▸ **WHAT TO DO**: Lines in which "RosterMapperTrait" appears should be pulled from the data below.

Collected data entries
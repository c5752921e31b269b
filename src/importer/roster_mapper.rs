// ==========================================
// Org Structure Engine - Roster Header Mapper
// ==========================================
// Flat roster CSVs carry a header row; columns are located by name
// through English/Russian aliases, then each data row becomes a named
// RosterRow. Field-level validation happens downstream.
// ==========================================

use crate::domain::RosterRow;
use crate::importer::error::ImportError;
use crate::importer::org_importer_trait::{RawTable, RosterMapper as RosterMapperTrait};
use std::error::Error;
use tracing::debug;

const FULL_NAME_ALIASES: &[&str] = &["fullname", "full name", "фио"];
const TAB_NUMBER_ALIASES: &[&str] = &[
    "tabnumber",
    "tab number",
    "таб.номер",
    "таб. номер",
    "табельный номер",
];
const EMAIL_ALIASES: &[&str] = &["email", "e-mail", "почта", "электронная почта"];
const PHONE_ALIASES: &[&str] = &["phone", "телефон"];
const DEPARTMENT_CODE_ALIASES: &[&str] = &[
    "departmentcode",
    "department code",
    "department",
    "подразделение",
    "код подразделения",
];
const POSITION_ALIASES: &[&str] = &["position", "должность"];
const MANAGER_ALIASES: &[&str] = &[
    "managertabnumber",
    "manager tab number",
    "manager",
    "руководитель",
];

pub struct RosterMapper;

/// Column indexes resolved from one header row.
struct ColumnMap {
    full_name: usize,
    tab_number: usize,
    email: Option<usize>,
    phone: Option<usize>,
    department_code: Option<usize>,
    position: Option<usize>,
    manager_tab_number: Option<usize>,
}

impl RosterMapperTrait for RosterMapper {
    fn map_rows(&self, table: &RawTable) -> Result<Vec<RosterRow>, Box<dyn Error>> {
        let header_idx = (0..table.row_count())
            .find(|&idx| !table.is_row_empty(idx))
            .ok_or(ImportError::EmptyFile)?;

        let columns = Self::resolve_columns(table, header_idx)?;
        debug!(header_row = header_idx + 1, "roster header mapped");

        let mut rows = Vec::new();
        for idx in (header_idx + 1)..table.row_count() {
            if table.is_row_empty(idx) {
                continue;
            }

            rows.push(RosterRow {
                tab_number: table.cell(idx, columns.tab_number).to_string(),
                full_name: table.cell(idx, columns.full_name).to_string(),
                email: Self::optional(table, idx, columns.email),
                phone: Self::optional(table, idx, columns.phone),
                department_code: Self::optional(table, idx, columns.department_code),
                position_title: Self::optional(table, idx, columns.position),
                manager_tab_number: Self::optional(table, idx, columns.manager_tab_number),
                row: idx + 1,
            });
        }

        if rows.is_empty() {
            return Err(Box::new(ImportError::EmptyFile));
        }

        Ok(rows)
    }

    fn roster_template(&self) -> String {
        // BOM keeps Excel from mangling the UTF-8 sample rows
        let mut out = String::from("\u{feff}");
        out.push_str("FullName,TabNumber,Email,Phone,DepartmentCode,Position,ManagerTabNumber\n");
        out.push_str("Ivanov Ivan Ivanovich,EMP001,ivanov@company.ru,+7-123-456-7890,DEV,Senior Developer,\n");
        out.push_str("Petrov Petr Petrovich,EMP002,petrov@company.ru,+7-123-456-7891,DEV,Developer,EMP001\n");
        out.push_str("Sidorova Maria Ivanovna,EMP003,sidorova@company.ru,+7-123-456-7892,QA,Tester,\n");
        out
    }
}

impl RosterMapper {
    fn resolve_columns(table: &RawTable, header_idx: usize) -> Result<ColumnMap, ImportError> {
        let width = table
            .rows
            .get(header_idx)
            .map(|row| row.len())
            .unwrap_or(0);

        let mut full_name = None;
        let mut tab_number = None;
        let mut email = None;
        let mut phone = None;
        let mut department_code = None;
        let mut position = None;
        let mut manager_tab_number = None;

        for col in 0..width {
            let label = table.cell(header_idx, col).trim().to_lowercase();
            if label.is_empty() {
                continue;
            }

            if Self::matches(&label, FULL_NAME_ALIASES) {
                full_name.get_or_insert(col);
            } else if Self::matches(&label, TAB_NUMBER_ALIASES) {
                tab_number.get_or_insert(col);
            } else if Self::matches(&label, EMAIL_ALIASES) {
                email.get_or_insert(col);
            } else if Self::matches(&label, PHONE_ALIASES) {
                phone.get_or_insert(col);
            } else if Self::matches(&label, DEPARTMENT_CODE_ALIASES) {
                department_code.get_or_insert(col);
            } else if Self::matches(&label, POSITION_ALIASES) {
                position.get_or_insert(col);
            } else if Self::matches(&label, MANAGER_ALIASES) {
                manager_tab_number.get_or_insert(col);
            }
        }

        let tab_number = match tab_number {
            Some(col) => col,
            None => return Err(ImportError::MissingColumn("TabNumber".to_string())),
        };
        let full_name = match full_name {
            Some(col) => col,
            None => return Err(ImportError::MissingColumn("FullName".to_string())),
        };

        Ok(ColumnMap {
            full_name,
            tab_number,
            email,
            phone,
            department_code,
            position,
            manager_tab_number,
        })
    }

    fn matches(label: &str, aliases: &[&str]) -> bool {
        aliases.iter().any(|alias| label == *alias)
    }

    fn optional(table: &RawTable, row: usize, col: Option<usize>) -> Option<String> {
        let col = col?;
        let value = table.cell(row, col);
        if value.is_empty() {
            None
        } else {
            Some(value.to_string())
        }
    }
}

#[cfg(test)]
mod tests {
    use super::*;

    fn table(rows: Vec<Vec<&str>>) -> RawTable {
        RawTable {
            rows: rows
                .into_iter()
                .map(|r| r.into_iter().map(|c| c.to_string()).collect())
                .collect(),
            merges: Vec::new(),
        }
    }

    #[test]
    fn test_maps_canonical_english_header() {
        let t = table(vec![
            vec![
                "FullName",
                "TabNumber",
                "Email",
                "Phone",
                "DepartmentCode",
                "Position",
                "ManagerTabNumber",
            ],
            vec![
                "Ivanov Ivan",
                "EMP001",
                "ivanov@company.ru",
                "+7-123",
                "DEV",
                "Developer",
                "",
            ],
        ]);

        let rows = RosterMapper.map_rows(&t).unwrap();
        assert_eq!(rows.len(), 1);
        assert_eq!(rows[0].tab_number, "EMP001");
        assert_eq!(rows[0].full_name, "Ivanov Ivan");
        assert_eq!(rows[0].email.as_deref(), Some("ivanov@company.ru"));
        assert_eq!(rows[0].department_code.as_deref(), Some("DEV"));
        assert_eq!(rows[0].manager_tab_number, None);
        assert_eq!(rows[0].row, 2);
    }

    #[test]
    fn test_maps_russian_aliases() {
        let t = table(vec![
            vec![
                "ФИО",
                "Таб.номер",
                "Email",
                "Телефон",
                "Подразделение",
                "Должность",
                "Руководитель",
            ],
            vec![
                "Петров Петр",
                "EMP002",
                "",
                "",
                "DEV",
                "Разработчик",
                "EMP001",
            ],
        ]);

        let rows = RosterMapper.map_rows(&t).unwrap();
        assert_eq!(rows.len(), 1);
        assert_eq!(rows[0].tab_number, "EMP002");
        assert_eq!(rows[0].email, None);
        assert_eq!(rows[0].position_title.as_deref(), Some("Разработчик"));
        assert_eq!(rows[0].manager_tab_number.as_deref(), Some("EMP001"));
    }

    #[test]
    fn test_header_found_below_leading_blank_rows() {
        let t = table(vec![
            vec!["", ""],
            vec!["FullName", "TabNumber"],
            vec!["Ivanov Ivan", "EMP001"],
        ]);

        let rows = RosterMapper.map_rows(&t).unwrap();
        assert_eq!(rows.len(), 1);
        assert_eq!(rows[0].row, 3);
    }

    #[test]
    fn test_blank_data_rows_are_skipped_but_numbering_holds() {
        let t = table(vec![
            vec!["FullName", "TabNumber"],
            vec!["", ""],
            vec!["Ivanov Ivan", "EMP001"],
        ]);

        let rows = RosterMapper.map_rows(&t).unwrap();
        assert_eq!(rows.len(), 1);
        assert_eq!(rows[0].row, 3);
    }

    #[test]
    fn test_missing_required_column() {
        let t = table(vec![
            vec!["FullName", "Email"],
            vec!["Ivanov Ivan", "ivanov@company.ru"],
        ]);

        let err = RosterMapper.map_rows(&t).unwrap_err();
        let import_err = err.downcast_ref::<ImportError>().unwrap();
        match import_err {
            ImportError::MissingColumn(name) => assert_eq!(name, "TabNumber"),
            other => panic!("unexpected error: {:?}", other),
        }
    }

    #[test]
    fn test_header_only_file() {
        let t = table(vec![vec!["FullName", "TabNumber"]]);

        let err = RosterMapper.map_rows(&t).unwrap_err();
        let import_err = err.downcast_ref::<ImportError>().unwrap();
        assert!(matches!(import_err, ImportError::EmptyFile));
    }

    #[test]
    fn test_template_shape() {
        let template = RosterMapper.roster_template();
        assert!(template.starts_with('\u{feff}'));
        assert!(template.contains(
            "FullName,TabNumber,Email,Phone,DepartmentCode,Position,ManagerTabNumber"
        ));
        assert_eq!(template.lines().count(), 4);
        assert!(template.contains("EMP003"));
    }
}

▸ **REPLY**:
use crate::importer::org_importer_trait::{RawTable, RosterMapper as RosterMapperTrait};
impl RosterMapperTrait for RosterMapper {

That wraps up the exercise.